Search the records for the string "SpectrumReader", then copy each line that has it.

(Beginning of TASK MATERIAL)

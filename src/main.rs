use std::fs::File;
use std::io::{BufReader, BufWriter};
use std::path::PathBuf;

use chromextract::io::chromatogram_writer::{SerializationFormat, SerializingChromatogramWriter};
use chromextract::io::spectrum_reader::SpectrumReader;
use chromextract::models::request::{
    AcquisitionMethod, ChromExtractor, ChromatogramGroup, IsolationScheme,
};
use chromextract::{
    ChromatogramGenerator, ChromatogramRequest, ChromextractError, GenerationSummary,
    NumpressCodec,
};

use clap::{Parser, Subcommand};
use indicatif::{ProgressBar, ProgressIterator, ProgressStyle};
use tabled::settings::Style;
use tabled::{Table, Tabled};
use tracing::info;
use tracing::subscriber::set_global_default;
use tracing_bunyan_formatter::{BunyanFormattingLayer, JsonStorageLayer};
use tracing_subscriber::fmt::format::FmtSpan;
use tracing_subscriber::prelude::*;
use tracing_subscriber::registry::Registry;
use tracing_subscriber::EnvFilter;

#[derive(Parser, Debug)]
#[command(author, version, about, long_about = None)]
struct Args {
    /// Emit bunyan-formatted JSON logs.
    #[arg(long, global = true)]
    json_logs: bool,

    #[command(subcommand)]
    command: Option<Commands>,
}

#[derive(Parser, Debug)]
struct ExtractArgs {
    /// The path to the json file with the chromatogram request.
    #[arg(short, long)]
    request_path: PathBuf,

    /// The path to the ndjson file with the spectra.
    #[arg(short, long)]
    spectra_path: PathBuf,

    /// The path to the output file.
    #[arg(short, long)]
    output_path: PathBuf,

    /// The format to use for the output
    #[arg(short, long, default_value_t, value_enum)]
    format: SerializationFormat,
}

#[derive(Parser, Debug)]
struct WriteTemplateArgs {
    /// The path to the output files.
    #[arg(short, long)]
    output_path: PathBuf,
}

#[derive(Subcommand, Debug)]
enum Commands {
    /// Extract chromatograms from a spectrum stream.
    Extract(ExtractArgs),
    /// Write a template request and spectrum file.
    WriteTemplate(WriteTemplateArgs),
}

fn init_logging(json_logs: bool) -> Result<(), ChromextractError> {
    let env_filter = EnvFilter::try_from_default_env().unwrap_or_else(|_| EnvFilter::new("info"));
    let res = if json_logs {
        let formatting_layer = BunyanFormattingLayer::new("chromextract".into(), std::io::stderr);
        let subscriber = Registry::default()
            .with(env_filter)
            .with(JsonStorageLayer)
            .with(formatting_layer);
        set_global_default(subscriber)
    } else {
        let subscriber = Registry::default().with(env_filter).with(
            tracing_subscriber::fmt::layer()
                .with_writer(std::io::stderr)
                .with_span_events(FmtSpan::CLOSE),
        );
        set_global_default(subscriber)
    };
    res.map_err(ChromextractError::custom)
}

fn main() -> Result<(), ChromextractError> {
    let args = Args::parse();
    init_logging(args.json_logs)?;

    match args.command {
        Some(Commands::Extract(args)) => main_extract(args)?,
        Some(Commands::WriteTemplate(args)) => main_write_template(args)?,
        None => {
            println!("No command provided");
        }
    }
    Ok(())
}

fn template_request() -> ChromatogramRequest {
    let mut request = ChromatogramRequest::new(0.01, AcquisitionMethod::Dia);
    request.isolation_scheme = Some(IsolationScheme {
        precursor_filter: Some(2.0),
        ..Default::default()
    });
    for i in 0..3 {
        let precursor_mz = 500.0 + (i as f64 * 50.0);
        let mut group = ChromatogramGroup::new(precursor_mz)
            .with_transition(precursor_mz + 100.0, 0.02)
            .with_transition(precursor_mz + 200.0, 0.02);
        group.modified_sequence = Some(format!("PEPTIDE{}K", i));
        group.mass_errors = i == 0;
        if i == 2 {
            group.extractor = ChromExtractor::BasePeak;
        }
        request.chromatogram_groups.push(group);
    }
    request
}

fn template_spectra(request: &ChromatogramRequest) -> Vec<serde_json::Value> {
    let mut out = Vec::new();
    for cycle in 0..5 {
        let rt = 1.0 + cycle as f64 * 0.05;
        let ms1_mzs: Vec<f64> = request
            .chromatogram_groups
            .iter()
            .map(|g| g.precursor_mz)
            .collect();
        let ms1_intensities: Vec<f64> = ms1_mzs.iter().map(|_| 1e5 * (cycle + 1) as f64).collect();
        out.push(serde_json::json!({
            "ms_level": 1,
            "retention_time": rt,
            "mzs": ms1_mzs,
            "intensities": ms1_intensities,
        }));
        for group in request.chromatogram_groups.iter() {
            let mzs: Vec<f64> = group.transitions.iter().map(|t| t.product_mz).collect();
            let intensities: Vec<f64> = mzs.iter().map(|_| 1e3 * (cycle + 1) as f64).collect();
            out.push(serde_json::json!({
                "ms_level": 2,
                "retention_time": rt,
                "precursors": [{
                    "isolation_mz": group.precursor_mz,
                    "lower_offset": 1.0,
                    "upper_offset": 1.0,
                }],
                "mzs": {
                    "accession": NumpressCodec::Linear.accession(),
                    "data": NumpressCodec::Linear.encode(&mzs),
                },
                "intensities": {
                    "accession": NumpressCodec::Slof.accession(),
                    "data": NumpressCodec::Slof.encode(&intensities),
                },
            }));
        }
    }
    out
}

fn main_write_template(args: WriteTemplateArgs) -> Result<(), ChromextractError> {
    let output_path = args.output_path;
    let request = template_request();
    let spectra = template_spectra(&request);

    let request_json = serde_json::to_string_pretty(&request)?;
    let mut spectra_ndjson = String::new();
    for spectrum in spectra.iter() {
        spectra_ndjson.push_str(&serde_json::to_string(spectrum)?);
        spectra_ndjson.push('\n');
    }

    std::fs::create_dir_all(&output_path)?;
    println!("Writing to {}", output_path.display());
    let request_path = output_path.join("request.json");
    let spectra_path = output_path.join("spectra.ndjson");
    std::fs::write(&request_path, request_json)?;
    std::fs::write(&spectra_path, spectra_ndjson)?;
    println!(
        "use as `chromextract extract --output-path 'chromatograms.json' --request-path {:#?} --spectra-path {:#?}`",
        request_path, spectra_path,
    );
    Ok(())
}

#[derive(Tabled)]
struct SummaryRow {
    counter: &'static str,
    value: usize,
}

fn summary_table(summary: &GenerationSummary) -> String {
    let rows = [
        ("spectra seen", summary.spectra_seen),
        ("skipped (no peaks)", summary.skipped_empty),
        ("skipped (no retention time)", summary.skipped_missing_time),
        ("skipped (outside time window)", summary.skipped_out_of_window),
        ("ms1 spectra", summary.ms1_spectra),
        ("msn spectra", summary.msn_spectra),
        ("msn spectra without groups", summary.msn_unmatched),
        ("points accumulated", summary.points_accumulated),
        ("groups written", summary.groups_written),
    ]
    .map(|(counter, value)| SummaryRow { counter, value });
    Table::new(rows).with(Style::modern()).to_string()
}

#[derive(Tabled)]
struct GroupRow {
    group: usize,
    precursor_mz: f64,
    sequence: String,
    transitions: usize,
    points: usize,
}

fn group_table(request: &ChromatogramRequest, summary: &GenerationSummary) -> String {
    let rows = request
        .chromatogram_groups
        .iter()
        .zip(summary.points_per_group.iter())
        .enumerate()
        .map(|(i, (group, points))| GroupRow {
            group: i,
            precursor_mz: group.precursor_mz,
            sequence: group.modified_sequence.clone().unwrap_or_default(),
            transitions: group.transitions.len(),
            points: *points,
        });
    Table::new(rows).with(Style::modern()).to_string()
}

fn main_extract(args: ExtractArgs) -> Result<(), ChromextractError> {
    let request: ChromatogramRequest =
        serde_json::from_str(&std::fs::read_to_string(&args.request_path)?)?;
    info!(
        "Loaded request with {} chromatogram groups from {}",
        request.chromatogram_groups.len(),
        args.request_path.display()
    );
    let mut generator = ChromatogramGenerator::new(request)?;

    let reader = SpectrumReader::new(BufReader::new(File::open(&args.spectra_path)?));
    if let Some(parent) = args.output_path.parent() {
        std::fs::create_dir_all(parent)?;
    }
    let mut writer = SerializingChromatogramWriter::new(
        BufWriter::new(File::create(&args.output_path)?),
        args.format,
    );

    let style = ProgressStyle::with_template(
        "{spinner:.green} [{elapsed_precise}] {pos} spectra ({per_sec})",
    )
    .map_err(ChromextractError::custom)?;
    let progress = ProgressBar::new_spinner().with_style(style);
    let summary = generator.generate(reader.progress_with(progress), &mut writer)?;

    println!("{}", group_table(generator.request(), &summary));
    println!("{}", summary_table(&summary));
    println!("Wrote {}", args.output_path.display());
    Ok(())
}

(End of TASK MATERIAL)

• [TASK ANSWER]
use chromextract::io::spectrum_reader::SpectrumReader;
    let reader = SpectrumReader::new(BufReader::new(File::open(&args.spectra_path)?));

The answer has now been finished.